Recruited from Northern Tasmanian club Campbell Town, Crosswell made his VFL debut in 1968 for Carlton. A solid debut season earned him Carlton's 'best first year player' award. They won the 1968 Grand Final by three points. Crosswell was one of Carlton's best players in the famous 1970 Grand Final victory over Collingwood, and fittingly, it was he who kicked the goal that put Carlton in front deep into the final quarter. He missed the 1972 premiership through illness.

In 1975, he left Carlton and went to and played a crucial role during the club's golden period in the 1970s, adding two more premierships to his resume.

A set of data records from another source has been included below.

//! Shared helpers for the integration tests: owned builder inputs and a
//! small reference evaluator for the integer/boolean fragment of the IL,
//! including `break` and `continue`.

#![allow(dead_code)]

use std::collections::HashMap;

use rand::SeedableRng;
use rand::rngs::StdRng;

use proto_stress::program::{BinaryOperator, Comparator, UnaryOperator};
use proto_stress::{
    Catalog, GenerationConfig, Operation, Program, ProgramBuilder, ResolvedParams, Variable,
    resolver,
};

// ---------------------------------------------------------------------------
// Builder inputs
// ---------------------------------------------------------------------------

/// Everything a builder borrows. Fields are borrowed one by one so a test
/// can keep reading the catalog while a builder is alive.
pub struct Parts {
    pub rng: StdRng,
    pub catalog: Catalog,
    pub params: ResolvedParams,
    pub config: GenerationConfig,
}

impl Parts {
    pub fn subset(names: &[&str], seed: u64) -> Self {
        let catalog = Catalog::subset(names).expect("known generator names");
        Self::from_catalog(catalog, seed)
    }

    pub fn standard(seed: u64) -> Self {
        let catalog = Catalog::standard().expect("standard catalog");
        Self::from_catalog(catalog, seed)
    }

    fn from_catalog(catalog: Catalog, seed: u64) -> Self {
        let params = resolver::resolve(&catalog, None);
        Self {
            rng: StdRng::seed_from_u64(seed),
            catalog,
            params,
            config: GenerationConfig::default(),
        }
    }

    pub fn builder(&mut self) -> ProgramBuilder<'_> {
        ProgramBuilder::new(&mut self.rng, &self.catalog, &self.params, &self.config)
    }
}

// ---------------------------------------------------------------------------
// Evaluator
// ---------------------------------------------------------------------------

#[derive(Debug, Clone, Copy, PartialEq, Eq)]
pub enum Value {
    Int(i64),
    Bool(bool),
}

impl Value {
    fn number(self) -> i64 {
        match self {
            Value::Int(n) => n,
            Value::Bool(b) => i64::from(b),
        }
    }

    fn truthy(self) -> bool {
        match self {
            Value::Int(n) => n != 0,
            Value::Bool(b) => b,
        }
    }
}

#[derive(Debug, Clone, PartialEq, Eq)]
pub enum EvalError {
    /// The operation at this index is outside the supported fragment.
    Unsupported(usize),
    Undefined(Variable),
    OutOfFuel,
}

/// One executed `Copy` into a phi.
#[derive(Debug, Clone, Copy, PartialEq, Eq)]
pub struct Merge {
    pub index: usize,
    pub target: Variable,
    pub value: Value,
}

/// What an evaluation observed.
#[derive(Debug, Default)]
pub struct Trace {
    pub values: HashMap<Variable, Value>,
    /// Executed merges in execution order.
    pub merges: Vec<Merge>,
    /// For every block opener its partner: `BeginIf` to `BeginElse`,
    /// `BeginElse` to `EndIf`, loop heads to their end.
    pub partners: HashMap<usize, usize>,
}

impl Trace {
    pub fn merges_into(&self, phi: Variable) -> Vec<Merge> {
        self.merges
            .iter()
            .copied()
            .filter(|m| m.target == phi)
            .collect()
    }

    pub fn value(&self, var: Variable) -> Option<Value> {
        self.values.get(&var).copied()
    }
}

/// Run `program` with at most `fuel` executed operations.
pub fn evaluate(program: &Program, fuel: usize) -> Result<Trace, EvalError> {
    let ops = program.operations();
    let mut eval = Evaluator {
        ops,
        fuel,
        trace: Trace {
            partners: partners(ops)?,
            ..Trace::default()
        },
    };
    eval.run(0, ops.len())?;
    Ok(eval.trace)
}

fn partners(ops: &[Operation]) -> Result<HashMap<usize, usize>, EvalError> {
    let mut open = Vec::new();
    let mut partners = HashMap::new();
    for (index, op) in ops.iter().enumerate() {
        match op {
            Operation::BeginIf { .. }
            | Operation::BeginWhile { .. }
            | Operation::BeginDoWhile
            | Operation::BeginFor { .. } => open.push(index),
            Operation::BeginElse
            | Operation::EndIf
            | Operation::EndWhile
            | Operation::EndDoWhile { .. }
            | Operation::EndFor => {
                let begin = open.pop().ok_or(EvalError::Unsupported(index))?;
                partners.insert(begin, index);
                if matches!(op, Operation::BeginElse) {
                    open.push(index);
                }
            }
            _ => {}
        }
    }
    Ok(partners)
}

/// How a block was left.
#[derive(Debug, Clone, Copy, PartialEq, Eq)]
enum Flow {
    Normal,
    Break,
    Continue,
}

enum Next {
    At(usize),
    Leave(Flow),
}

struct Evaluator<'p> {
    ops: &'p [Operation],
    fuel: usize,
    trace: Trace,
}

impl Evaluator<'_> {
    fn get(&self, var: Variable) -> Result<Value, EvalError> {
        self.trace.value(var).ok_or(EvalError::Undefined(var))
    }

    fn partner(&self, index: usize) -> Result<usize, EvalError> {
        self.trace
            .partners
            .get(&index)
            .copied()
            .ok_or(EvalError::Unsupported(index))
    }

    fn compare(
        &self,
        lhs: Variable,
        comparator: Comparator,
        rhs: Variable,
    ) -> Result<bool, EvalError> {
        let (l, r) = (self.get(lhs)?, self.get(rhs)?);
        let same_kind = matches!(
            (l, r),
            (Value::Int(_), Value::Int(_)) | (Value::Bool(_), Value::Bool(_))
        );
        let (a, b) = (l.number(), r.number());
        Ok(match comparator {
            Comparator::Equal => a == b,
            Comparator::StrictEqual => same_kind && a == b,
            Comparator::NotEqual => a != b,
            Comparator::StrictNotEqual => !same_kind || a != b,
            Comparator::LessThan => a < b,
            Comparator::LessThanOrEqual => a <= b,
            Comparator::GreaterThan => a > b,
            Comparator::GreaterThanOrEqual => a >= b,
        })
    }

    /// Execute `ops[start..end]`, stopping early on `break` or `continue`.
    fn run(&mut self, start: usize, end: usize) -> Result<Flow, EvalError> {
        let mut index = start;
        while index < end {
            self.fuel = self.fuel.checked_sub(1).ok_or(EvalError::OutOfFuel)?;
            match self.step(index)? {
                Next::At(next) => index = next,
                Next::Leave(flow) => return Ok(flow),
            }
        }
        Ok(Flow::Normal)
    }

    fn add(
        &self,
        lhs: Variable,
        op: BinaryOperator,
        rhs: Variable,
        index: usize,
    ) -> Result<Value, EvalError> {
        match op {
            BinaryOperator::Add => {
                let sum = self.get(lhs)?.number().wrapping_add(self.get(rhs)?.number());
                Ok(Value::Int(sum))
            }
            _ => Err(EvalError::Unsupported(index)),
        }
    }

    fn merge(&mut self, index: usize, target: Variable, value: Value) {
        self.trace.values.insert(target, value);
        self.trace.merges.push(Merge {
            index,
            target,
            value,
        });
    }

    /// Execute the operation at `index`.
    fn step(&mut self, index: usize) -> Result<Next, EvalError> {
        let ops = self.ops;
        match &ops[index] {
            Operation::LoadInt { output, value } => {
                self.trace.values.insert(*output, Value::Int(*value));
            }
            Operation::LoadBool { output, value } => {
                self.trace.values.insert(*output, Value::Bool(*value));
            }
            Operation::Phi { output, initial } => {
                let value = self.get(*initial)?;
                self.trace.values.insert(*output, value);
            }
            Operation::Copy { target, value } => {
                let value = self.get(*value)?;
                self.merge(index, *target, value);
            }
            Operation::Unary {
                output,
                op: UnaryOperator::Inc,
                value,
            } => {
                let n = self.get(*value)?.number();
                self.trace.values.insert(*output, Value::Int(n.wrapping_add(1)));
            }
            Operation::Binary {
                output,
                lhs,
                op,
                rhs,
            } => {
                let value = self.add(*lhs, *op, *rhs, index)?;
                self.trace.values.insert(*output, value);
            }
            Operation::Compare {
                output,
                lhs,
                comparator,
                rhs,
            } => {
                let result = self.compare(*lhs, *comparator, *rhs)?;
                self.trace.values.insert(*output, Value::Bool(result));
            }
            Operation::Break => return Ok(Next::Leave(Flow::Break)),
            Operation::Continue => return Ok(Next::Leave(Flow::Continue)),
            Operation::BeginIf { condition } => {
                let else_index = self.partner(index)?;
                let end_index = self.partner(else_index)?;
                let flow = if self.get(*condition)?.truthy() {
                    self.run(index + 1, else_index)?
                } else {
                    self.run(else_index + 1, end_index)?
                };
                if flow != Flow::Normal {
                    return Ok(Next::Leave(flow));
                }
                return Ok(Next::At(end_index + 1));
            }
            Operation::BeginWhile {
                lhs,
                comparator,
                rhs,
            } => {
                let end_index = self.partner(index)?;
                while self.compare(*lhs, *comparator, *rhs)? {
                    if self.run(index + 1, end_index)? == Flow::Break {
                        break;
                    }
                }
                return Ok(Next::At(end_index + 1));
            }
            Operation::BeginDoWhile => {
                let end_index = self.partner(index)?;
                let Operation::EndDoWhile {
                    lhs,
                    comparator,
                    rhs,
                } = &ops[end_index]
                else {
                    return Err(EvalError::Unsupported(end_index));
                };
                loop {
                    if self.run(index + 1, end_index)? == Flow::Break {
                        break;
                    }
                    if !self.compare(*lhs, *comparator, *rhs)? {
                        break;
                    }
                }
                return Ok(Next::At(end_index + 1));
            }
            Operation::BeginFor {
                counter,
                comparator,
                end,
                op,
                step,
            } => {
                let end_index = self.partner(index)?;
                while self.compare(*counter, *comparator, *end)? {
                    if self.run(index + 1, end_index)? == Flow::Break {
                        break;
                    }
                    let next = self.add(*counter, *op, *step, index)?;
                    self.merge(index, *counter, next);
                }
                return Ok(Next::At(end_index + 1));
            }
            _ => return Err(EvalError::Unsupported(index)),
        }
        Ok(Next::At(index + 1))
    }
}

Crosswell's finals form cannot be faulted, and he featured in the best players list in all his grand final appearances, except in 1976 when he injured himself against Geelong in muddy conditions the previous week. Not to be discounted, the selection committee at the club selected Crosswell in the 1976 grand final side and gave North Melbourne a needed boost, but this was only temporary as his endurance was waning and the injury prevented him from giving 100% that he wanted to show. When Barassi decided to leave North Melbourne, Crosswell moved to his third club, Melbourne, in 1980 and spent his final three seasons of football there.

Crosswell finished his career with eight grand final appearances, including the 1977 replay; and four wins. He is one of only two players to have won more than one grand final at each of two clubs, the other being Mick Grace.

Crosswell is said to be the inspiration for Tasmanian footballer Geoff Hayward in David Williamson's 1977 play The Club.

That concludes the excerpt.